Comunque questa sensazione di sicurezza non durerà a lungo. Nel mezzo della Tribolazione, l’Anticristo comincerà a portare desolazione in Israele (Daniele 9:27; Matteo 24:15-21); pertanto possiamo concludere che la nazione si sentirà sicura solo nella prima metà dei sette anni della Tribolazione e proprio in questo periodo (probabilmente un poco prima della metà dei setti anni) avverrà l’invasione da parte della Russia e dei suoi alleati islamici. 
Attitudini e azioni dell’invasore

Gli invasori penseranno che poiché Israele ha abbandonato la sua difesa militare quello sarà il momento opportuno per colpirla e saccheggiare le sue risorse (Ezechiele 38:10-13).

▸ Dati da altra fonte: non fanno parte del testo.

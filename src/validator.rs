use serde::{Deserialize, Serialize};
use tracing::debug;

use crate::error::PatternError;
use crate::matcher::Pattern;
use crate::patterns::{PatternLibrary, PLACEHOLDER_BASE};

/// Delimiter written around each defective character in a diagnostic.
pub const DEFECT_MARK: char = '!';

const SYLLABLE: &str = "SYLLABLE";

/// One piece of a validated text. Every variant carries only input text, so
/// the segments of a report concatenate back to the input.
#[derive(Debug, Clone, PartialEq, Eq, Serialize, Deserialize)]
#[serde(tag = "kind", content = "text", rename_all = "kebab-case")]
pub enum Segment {
    /// A well-formed syllable, or a character outside the Khmer letters.
    Matched(String),
    /// Characters that only form a syllable once a base is supplied in front.
    MissingBase(String),
    /// A single character that fits nowhere.
    Defect(String),
}

impl Segment {
    pub fn as_str(&self) -> &str {
        match self {
            Segment::Matched(s) | Segment::MissingBase(s) | Segment::Defect(s) => s,
        }
    }

    pub fn is_conforming(&self) -> bool {
        matches!(self, Segment::Matched(_))
    }
}

#[derive(Debug, Clone, Default, PartialEq, Eq, Serialize, Deserialize)]
pub struct Report {
    pub segments: Vec<Segment>,
}

impl Report {
    pub fn passed(&self) -> bool {
        self.segments.iter().all(Segment::is_conforming)
    }

    /// The input text rebuilt from the segments.
    pub fn text(&self) -> String {
        self.segments.iter().map(Segment::as_str).collect()
    }

    /// `None` when every segment conforms. Otherwise the text with each
    /// defective character wrapped in [`DEFECT_MARK`] and a
    /// [`PLACEHOLDER_BASE`] in front of every run that lacks a base.
    pub fn diagnostic(&self) -> Option<String> {
        if self.passed() {
            return None;
        }
        let mut out = String::new();
        for segment in &self.segments {
            match segment {
                Segment::Defect(s) => {
                    out.push(DEFECT_MARK);
                    out.push_str(s);
                    out.push(DEFECT_MARK);
                }
                Segment::MissingBase(s) => {
                    out.push(PLACEHOLDER_BASE);
                    out.push_str(s);
                }
                Segment::Matched(s) => out.push_str(s),
            }
        }
        Some(out)
    }

    pub fn failures(&self) -> impl Iterator<Item = &Segment> {
        self.segments.iter().filter(|s| !s.is_conforming())
    }
}

/// Re-parses text against the syllable grammar, one longest match at a time.
pub struct Validator {
    syllable: Pattern,
}

impl Validator {
    pub fn new() -> Result<Self, PatternError> {
        Self::with_library(&PatternLibrary::build()?)
    }

    pub fn with_library(library: &PatternLibrary) -> Result<Self, PatternError> {
        let source = library
            .get(SYLLABLE)
            .ok_or_else(|| PatternError::UnknownFragment {
                fragment: "validator".to_string(),
                name: SYLLABLE.to_string(),
            })?;
        let syllable = Pattern::parse(SYLLABLE, source)?;
        debug!(grammar = syllable.name(), "compiled syllable grammar");
        Ok(Self { syllable })
    }

    pub fn segments(&self, text: &str) -> Report {
        let chars: Vec<char> = text.chars().collect();
        let mut segments = Vec::new();
        let mut pos = 0;

        while pos < chars.len() {
            let rest = &chars[pos..];

            if let Some(len) = self.syllable.longest_match(rest).filter(|&n| n > 0) {
                segments.push(Segment::Matched(rest[..len].iter().collect()));
                pos += len;
                continue;
            }

            // Retry with a dotted circle in front. The match has to use at
            // least one real character to count.
            if let Some(len) = self
                .syllable
                .longest_match_after(PLACEHOLDER_BASE, rest)
                .filter(|&n| n > 1)
            {
                let consumed = len - 1;
                segments.push(Segment::MissingBase(rest[..consumed].iter().collect()));
                pos += consumed;
                continue;
            }

            segments.push(Segment::Defect(rest[0].to_string()));
            pos += 1;
        }

        Report { segments }
    }

    pub fn check(&self, text: &str) -> Option<String> {
        self.segments(text).diagnostic()
    }
}

#[cfg(test)]
mod tests {
    use super::*;

    #[test]
    fn test_empty_and_ascii_pass() {
        let v = Validator::new().unwrap();
        assert_eq!(v.check(""), None);
        assert_eq!(v.check("a"), None);
        assert!(v.segments("").segments.is_empty());
    }

    #[test]
    fn test_simple_syllable_is_one_segment() {
        let v = Validator::new().unwrap();
        let report = v.segments("\u{1780}\u{17B6}");
        assert_eq!(report.segments, vec![Segment::Matched("\u{1780}\u{17B6}".into())]);
    }

    #[test]
    fn test_vowel_without_base() {
        let v = Validator::new().unwrap();
        let report = v.segments("\u{17B6}");
        assert_eq!(report.segments, vec![Segment::MissingBase("\u{17B6}".into())]);
        assert!(!report.passed());
        assert_eq!(report.diagnostic().as_deref(), Some("\u{25CC}\u{17B6}"));
        // the segment itself keeps only the input text
        assert_eq!(report.text(), "\u{17B6}");
    }

    #[test]
    fn test_stray_coeng_is_a_defect() {
        let v = Validator::new().unwrap();
        let report = v.segments("\u{1780}\u{17D2}");
        assert_eq!(
            report.segments,
            vec![
                Segment::Matched("\u{1780}".into()),
                Segment::Defect("\u{17D2}".into())
            ]
        );
        assert_eq!(v.check("\u{1780}\u{17D2}").as_deref(), Some("\u{1780}!\u{17D2}!"));
    }

    #[test]
    fn test_segments_rebuild_input() {
        let v = Validator::new().unwrap();
        let text = "\u{17D2}\u{1780}\u{17B6}\u{17B6}x\u{17CC}\u{17CC}";
        assert_eq!(v.segments(text).text(), text);
    }

    #[test]
    fn test_failures_iterator() {
        let v = Validator::new().unwrap();
        let report = v.segments("\u{1780}\u{17D2}a");
        let failures: Vec<_> = report.failures().collect();
        assert_eq!(failures, vec![&Segment::Defect("\u{17D2}".into())]);
    }

    #[test]
    fn test_report_serializes_with_kinds() {
        let report = Report {
            segments: vec![
                Segment::Matched("a".into()),
                Segment::MissingBase("b".into()),
                Segment::Defect("c".into()),
            ],
        };
        let json = serde_json::to_string(&report).unwrap();
        assert_eq!(
            json,
            r#"{"segments":[{"kind":"matched","text":"a"},{"kind":"missing-base","text":"b"},{"kind":"defect","text":"c"}]}"#
        );
        let back: Report = serde_json::from_str(&json).unwrap();
        assert_eq!(back, report);
    }
}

Di conseguenza lancerà un attacco con un esercito talmente enorme che sembrerà come una nuvola che copre la terra (38:9, 15-16).

La reazione di Dio

All’inizio Dio spingerà gli invasori verso Israele per il suo scopo di sovranità (38:4, 16; 39:2). Ma quando essi attaccheranno allora Dio interverrà contro di loro con furia, gelosia e ira (38:18-19). Egli interverrà attivamente per distruggere le forze dell’invasione attraverso terremoti, frane, atti di panico autodistruttivi, pestilenze, nubifragi, grandine, fuoco e zolfo (38:19-22).

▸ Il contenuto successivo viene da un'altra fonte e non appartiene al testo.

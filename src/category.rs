use serde::{Deserialize, Serialize};
use std::fmt;

/// Syntactic role of a code point inside a Khmer syllable.
///
/// The declaration order is the canonical order of a syllable: sorting a
/// syllable's characters by `Category` (stably) produces the normalized
/// sequence. `Other` is declared first and never takes part in a syllable.
#[derive(Debug, Clone, Copy, PartialEq, Eq, PartialOrd, Ord, Hash, Serialize, Deserialize)]
#[repr(u8)]
pub enum Category {
    Other,
    Base,
    Robat,
    Coeng,
    ZeroWidthCoeng,
    Shift,
    ZeroWidthNonJoiner,
    VowelPre,
    VowelBelow,
    VowelAbove,
    VowelPost,
    Sign,
    FinalSign,
}

impl Category {
    /// True for every category that ranks above `Base`, i.e. the characters
    /// that extend a syllable once it has started.
    pub fn is_syllable_tail(self) -> bool {
        self > Category::Base
    }

    pub fn name(self) -> &'static str {
        match self {
            Category::Other => "other",
            Category::Base => "base",
            Category::Robat => "robat",
            Category::Coeng => "coeng",
            Category::ZeroWidthCoeng => "zwj",
            Category::Shift => "shift",
            Category::ZeroWidthNonJoiner => "zwnj",
            Category::VowelPre => "vowel-pre",
            Category::VowelBelow => "vowel-below",
            Category::VowelAbove => "vowel-above",
            Category::VowelPost => "vowel-post",
            Category::Sign => "sign",
            Category::FinalSign => "final-sign",
        }
    }
}

impl fmt::Display for Category {
    fn fmt(&self, f: &mut fmt::Formatter<'_>) -> fmt::Result {
        f.write_str(self.name())
    }
}

pub const TABLE_START: u32 = 0x1780;
pub const TABLE_END: u32 = 0x17DD;
const TABLE_LEN: usize = (TABLE_END - TABLE_START + 1) as usize;

pub const COENG: char = '\u{17D2}';
pub const ZWNJ: char = '\u{200C}';
pub const ZWJ: char = '\u{200D}';

// (first, last, category) runs over U+1780..=U+17DD
const RUNS: &[(u32, u32, Category)] = &[
    (0x1780, 0x17A2, Category::Base),      // consonants
    (0x17A3, 0x17A4, Category::Other),     // deprecated independent vowels
    (0x17A5, 0x17B3, Category::Base),      // independent vowels
    (0x17B4, 0x17B5, Category::Other),     // inherent vowels
    (0x17B6, 0x17B6, Category::VowelPost), // AA
    (0x17B7, 0x17BA, Category::VowelAbove),
    (0x17BB, 0x17BD, Category::VowelBelow),
    (0x17BE, 0x17C5, Category::VowelPre),
    (0x17C6, 0x17C6, Category::Sign),      // NIKAHIT
    (0x17C7, 0x17C8, Category::FinalSign), // REAHMUK, YUUKALEAPINTU
    (0x17C9, 0x17CA, Category::Shift),     // MUUSIKATOAN, TRIISAP
    (0x17CB, 0x17CB, Category::Sign),
    (0x17CC, 0x17CC, Category::Robat),
    (0x17CD, 0x17D1, Category::Sign),
    (0x17D2, 0x17D2, Category::Coeng),
    (0x17D3, 0x17D3, Category::Sign),
    (0x17D4, 0x17DC, Category::Other), // punctuation, currency, avakrahasanya
    (0x17DD, 0x17DD, Category::Sign),
];

const fn build_table() -> [Category; TABLE_LEN] {
    let mut table = [Category::Other; TABLE_LEN];
    let mut r = 0;
    while r < RUNS.len() {
        let (first, last, cat) = RUNS[r];
        let mut cp = first;
        while cp <= last {
            table[(cp - TABLE_START) as usize] = cat;
            cp += 1;
        }
        r += 1;
    }
    table
}

static CATEGORIES: [Category; TABLE_LEN] = build_table();

/// Category of a single code point. Total over `char`.
#[inline]
pub fn classify(c: char) -> Category {
    let cp = c as u32;
    if (TABLE_START..=TABLE_END).contains(&cp) {
        return CATEGORIES[(cp - TABLE_START) as usize];
    }
    match c {
        ZWNJ => Category::ZeroWidthNonJoiner,
        ZWJ => Category::ZeroWidthCoeng,
        _ => Category::Other,
    }
}

/// Classifies every character of `chars` and folds subscripts into the
/// preceding coeng: a base or ZWJ directly after a coeng becomes a coeng
/// itself. The pass runs left to right so it carries through chains.
pub fn categorize_chars(chars: &[char]) -> Vec<Category> {
    let mut cats: Vec<Category> = chars.iter().map(|&c| classify(c)).collect();
    for i in 1..cats.len() {
        if cats[i - 1] == Category::Coeng
            && matches!(cats[i], Category::Base | Category::ZeroWidthCoeng)
        {
            cats[i] = Category::Coeng;
        }
    }
    cats
}

pub fn categorize(text: &str) -> Vec<Category> {
    let chars: Vec<char> = text.chars().collect();
    categorize_chars(&chars)
}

La distruzione delle armate degli invasori sarà così estesa che le montagne, i campi di Israele e la valle accanto al Mar Morto saranno coperte di cadaveri. Dio manderà uccelli e altri animali a mangiare i loro corpi. Occorreranno sette mesi prima gli Ebrei riusciranno a seppellire i corpi dei morti rimasti e a distruggere tutte le loro armi (39:3-5, 9-20). Se l’invasione avverrà poco prima della metà della Tribolazione, la distruzione delle armi si realizzerà al principio del Millennio.
Lo scopo di Dio sarà di glorificare Se Stesso davanti ad Israele e a tutte le nazioni, Essi saranno così impressionati dalla Sua esistenza e dal Suo potere tanto da trasformare la propria vita (38:16, 23; 39:7, 13, 21-22). Molti ebrei e gentili saranno salvati proprio durante la Tribolazione (Apocalisse 7). Non vi sono dubbi che l’adempimento delle profezie di Ezechiele saranno uno strumento per mezzo del quale Dio porterà molte persone di qual tempo a Sé.

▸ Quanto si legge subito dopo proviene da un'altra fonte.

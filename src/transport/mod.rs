pub mod ledger;
pub mod mock;
pub mod queue;

use crate::config::{BackendKind, EngineConfig};
use crate::error::EngineError;
use crate::sink::GridAlert;
use crate::types::MeterReading;
use chrono::{DateTime, Utc};
use std::time::Duration;

pub use ledger::LedgerTransport;
pub use mock::MockTransport;
pub use queue::QueueTransport;

/// Result of one submission attempt. Exactly one outcome is produced per
/// request; retry policy lives with the caller, never in the transport.
#[derive(Debug, Clone, PartialEq)]
pub enum SubmissionOutcome {
    Priced { price: f64 },
    TimedOut,
    TransportError { cause: String },
}

#[derive(Debug, Clone, PartialEq)]
pub struct BillSnapshot {
    pub price: f64,
    pub authoritative_usage: f64,
    pub as_of: DateTime<Utc>,
}

/// Page of out-of-band grid alerts. `cursor` is opaque to the engine and
/// echoed back on the next poll.
#[derive(Debug, Clone, Default, PartialEq)]
pub struct AlertPage {
    pub alerts: Vec<GridAlert>,
    pub cursor: u64,
}

pub enum MeterTransport {
    Queue(QueueTransport),
    Ledger(LedgerTransport),
    Mock(MockTransport),
}

impl MeterTransport {
    pub async fn connect(config: &EngineConfig) -> Result<Self, EngineError> {
        match config.backend {
            BackendKind::Queue => Ok(Self::Queue(QueueTransport::connect(config).await?)),
            BackendKind::Ledger => Ok(Self::Ledger(LedgerTransport::new(config)?)),
            BackendKind::Mock => Ok(Self::Mock(MockTransport::new())),
        }
    }

    pub async fn submit(&self, reading: &MeterReading) -> SubmissionOutcome {
        match self {
            Self::Queue(transport) => transport.submit(reading).await,
            Self::Ledger(transport) => transport.submit(reading).await,
            Self::Mock(transport) => transport.submit(reading),
        }
    }

    pub async fn probe(&self) -> bool {
        match self {
            Self::Queue(transport) => transport.probe(),
            Self::Ledger(transport) => transport.probe().await,
            Self::Mock(transport) => transport.probe(),
        }
    }

    pub async fn fetch_authoritative(&self) -> Result<BillSnapshot, EngineError> {
        match self {
            Self::Queue(transport) => transport.fetch_authoritative().await,
            Self::Ledger(transport) => transport.fetch_authoritative().await,
            Self::Mock(transport) => transport.fetch_authoritative(),
        }
    }

    pub async fn poll_alerts(&self, cursor: u64) -> Result<AlertPage, EngineError> {
        match self {
            Self::Queue(transport) => Ok(transport.drain_alerts()),
            Self::Ledger(transport) => transport.poll_alerts(cursor).await,
            Self::Mock(transport) => Ok(transport.drain_alerts()),
        }
    }

    /// Re-establishes the underlying connection after a failed probe.
    pub async fn reconnect(&self) -> Result<(), EngineError> {
        match self {
            Self::Queue(transport) => transport.reconnect().await,
            Self::Ledger(_) | Self::Mock(_) => Ok(()),
        }
    }
}

pub fn reconnect_delay(attempt: u32) -> Duration {
    let exponent = attempt.min(6);
    let base_ms = 200_u64.saturating_mul(1_u64 << exponent);
    let jitter_ms = now_unix_ms().unsigned_abs() % 250;
    Duration::from_millis((base_ms + jitter_ms).min(5_000))
}

fn now_unix_ms() -> i64 {
    match std::time::SystemTime::now().duration_since(std::time::UNIX_EPOCH) {
        Ok(duration) => duration.as_millis().min(i64::MAX as u128) as i64,
        Err(_) => 0,
    }
}

#[cfg(test)]
mod tests {
    use super::*;

    #[test]
    fn reconnect_delay_grows_and_caps() {
        let first = reconnect_delay(1);
        let capped = reconnect_delay(20);

        assert!(first >= Duration::from_millis(400));
        assert!(first < Duration::from_millis(700));
        assert!(capped <= Duration::from_millis(5_000));
    }
}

Quindi Dio interverrà, come ai tempi dell'Antico Testamento, per salvare miracolosamente Israele. I versi del capitolo 38:18-23 di Ezechiele, lo dimostrano chiaramente: "Verrò in giudizio contro di lui, con la peste e con il sangue; farò piovere torrenti di pioggia e grandine, fuoco e zolfo, su di lui, sulle sue schiere e sui popoli numerosi che saranno con lui".

Anche nell'Apocalisse di Giovanni (20, 7) si citano Gog e Magog come avversari di Israele. Il libro delle rivelazioni sembra essere un completamento delle profezie dei vari profeti di Israele, tra cui Ezechiele e Daniele.

Secondo il Corano invece (18, 93-98; 21, 96-97), il popolo barbaro di Yādgiūǵ e Māgiū, rinserrato da Alessandro Magno (Dhū 'l-Qarnain, v.) dietro una colossale muraglia di ferro, verso la fine dei tempi proromperà dalle sue barriere a devastare la terra degli infedeli. I geografi arabi collocano il territorio di quel popolo nella parte nord-est dell'Asia. Si tratta forse della Cina?

Fatima

"Io chiederò la Consacrazione della Russia al Mio Cuore Immacolato... Se vi atterrete alle mie richieste, la Russia si convertirà e il mondo avrà pace". 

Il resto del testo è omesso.